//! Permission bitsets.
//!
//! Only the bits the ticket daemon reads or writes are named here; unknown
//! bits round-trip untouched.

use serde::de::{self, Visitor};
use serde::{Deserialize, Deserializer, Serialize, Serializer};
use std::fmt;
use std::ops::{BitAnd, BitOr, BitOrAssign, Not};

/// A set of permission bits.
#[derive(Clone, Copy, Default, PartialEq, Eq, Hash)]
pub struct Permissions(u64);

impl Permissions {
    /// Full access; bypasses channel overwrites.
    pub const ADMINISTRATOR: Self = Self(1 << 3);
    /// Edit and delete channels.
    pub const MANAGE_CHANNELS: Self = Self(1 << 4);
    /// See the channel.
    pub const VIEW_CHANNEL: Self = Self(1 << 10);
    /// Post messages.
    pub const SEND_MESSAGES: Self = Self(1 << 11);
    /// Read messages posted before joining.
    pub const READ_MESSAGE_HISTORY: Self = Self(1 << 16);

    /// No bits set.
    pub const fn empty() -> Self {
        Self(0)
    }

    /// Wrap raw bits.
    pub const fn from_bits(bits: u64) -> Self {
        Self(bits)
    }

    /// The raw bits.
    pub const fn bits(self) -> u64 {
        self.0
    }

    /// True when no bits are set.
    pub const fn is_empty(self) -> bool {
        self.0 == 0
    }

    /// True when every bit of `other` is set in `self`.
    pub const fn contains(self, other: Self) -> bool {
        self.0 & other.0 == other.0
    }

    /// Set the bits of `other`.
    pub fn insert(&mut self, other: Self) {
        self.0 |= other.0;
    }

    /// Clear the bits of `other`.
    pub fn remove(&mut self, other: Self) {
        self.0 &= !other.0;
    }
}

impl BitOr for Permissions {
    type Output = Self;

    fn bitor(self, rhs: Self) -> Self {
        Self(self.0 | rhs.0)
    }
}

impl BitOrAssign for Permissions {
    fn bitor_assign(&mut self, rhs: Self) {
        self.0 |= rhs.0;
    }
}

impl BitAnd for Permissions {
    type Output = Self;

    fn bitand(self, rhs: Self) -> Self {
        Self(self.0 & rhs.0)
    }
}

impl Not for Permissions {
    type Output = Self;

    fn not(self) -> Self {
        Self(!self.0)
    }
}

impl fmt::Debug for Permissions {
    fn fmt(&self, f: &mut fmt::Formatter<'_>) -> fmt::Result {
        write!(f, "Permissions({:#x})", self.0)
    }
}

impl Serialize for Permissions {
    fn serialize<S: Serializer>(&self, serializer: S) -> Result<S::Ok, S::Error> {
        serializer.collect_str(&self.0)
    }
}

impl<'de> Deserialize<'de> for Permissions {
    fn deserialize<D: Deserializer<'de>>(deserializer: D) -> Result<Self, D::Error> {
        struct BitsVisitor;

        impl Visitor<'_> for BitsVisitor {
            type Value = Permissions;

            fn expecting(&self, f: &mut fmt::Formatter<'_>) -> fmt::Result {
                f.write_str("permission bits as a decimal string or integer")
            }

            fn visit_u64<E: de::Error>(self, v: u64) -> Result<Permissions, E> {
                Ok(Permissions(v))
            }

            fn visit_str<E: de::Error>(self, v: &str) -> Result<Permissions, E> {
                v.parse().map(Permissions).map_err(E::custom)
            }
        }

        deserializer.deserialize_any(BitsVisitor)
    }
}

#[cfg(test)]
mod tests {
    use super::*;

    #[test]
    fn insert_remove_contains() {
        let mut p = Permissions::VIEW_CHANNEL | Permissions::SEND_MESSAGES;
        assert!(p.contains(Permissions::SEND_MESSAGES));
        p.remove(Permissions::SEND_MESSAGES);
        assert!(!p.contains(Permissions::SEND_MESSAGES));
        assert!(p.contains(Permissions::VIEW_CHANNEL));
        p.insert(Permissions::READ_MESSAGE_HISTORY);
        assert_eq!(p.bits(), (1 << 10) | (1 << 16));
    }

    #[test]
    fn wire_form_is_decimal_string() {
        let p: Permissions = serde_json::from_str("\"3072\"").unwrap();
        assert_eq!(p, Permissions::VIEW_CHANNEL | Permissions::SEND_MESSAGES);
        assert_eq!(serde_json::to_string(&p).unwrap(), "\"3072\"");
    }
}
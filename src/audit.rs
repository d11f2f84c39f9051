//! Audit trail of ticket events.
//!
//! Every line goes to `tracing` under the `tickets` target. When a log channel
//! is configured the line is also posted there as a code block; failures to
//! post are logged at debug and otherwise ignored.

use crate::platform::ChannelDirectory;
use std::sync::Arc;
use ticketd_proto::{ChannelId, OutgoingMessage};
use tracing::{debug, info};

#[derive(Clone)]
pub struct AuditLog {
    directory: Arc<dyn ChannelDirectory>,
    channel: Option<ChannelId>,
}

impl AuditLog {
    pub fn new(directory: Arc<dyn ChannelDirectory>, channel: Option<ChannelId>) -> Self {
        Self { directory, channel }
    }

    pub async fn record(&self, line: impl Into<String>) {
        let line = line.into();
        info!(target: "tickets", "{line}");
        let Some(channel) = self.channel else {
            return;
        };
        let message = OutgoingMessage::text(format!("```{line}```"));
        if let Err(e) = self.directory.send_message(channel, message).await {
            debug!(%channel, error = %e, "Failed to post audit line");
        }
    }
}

----------

§ WHAT IS REQUIRED
Which lines in the listing have the string "ChannelId"? Pick them out and copy them.

§ SOLUTION FOR THIS EXERCISE
use ticketd_proto::{ChannelId, OutgoingMessage};
    channel: Option<ChannelId>,
    pub fn new(directory: Arc<dyn ChannelDirectory>, channel: Option<ChannelId>) -> Self {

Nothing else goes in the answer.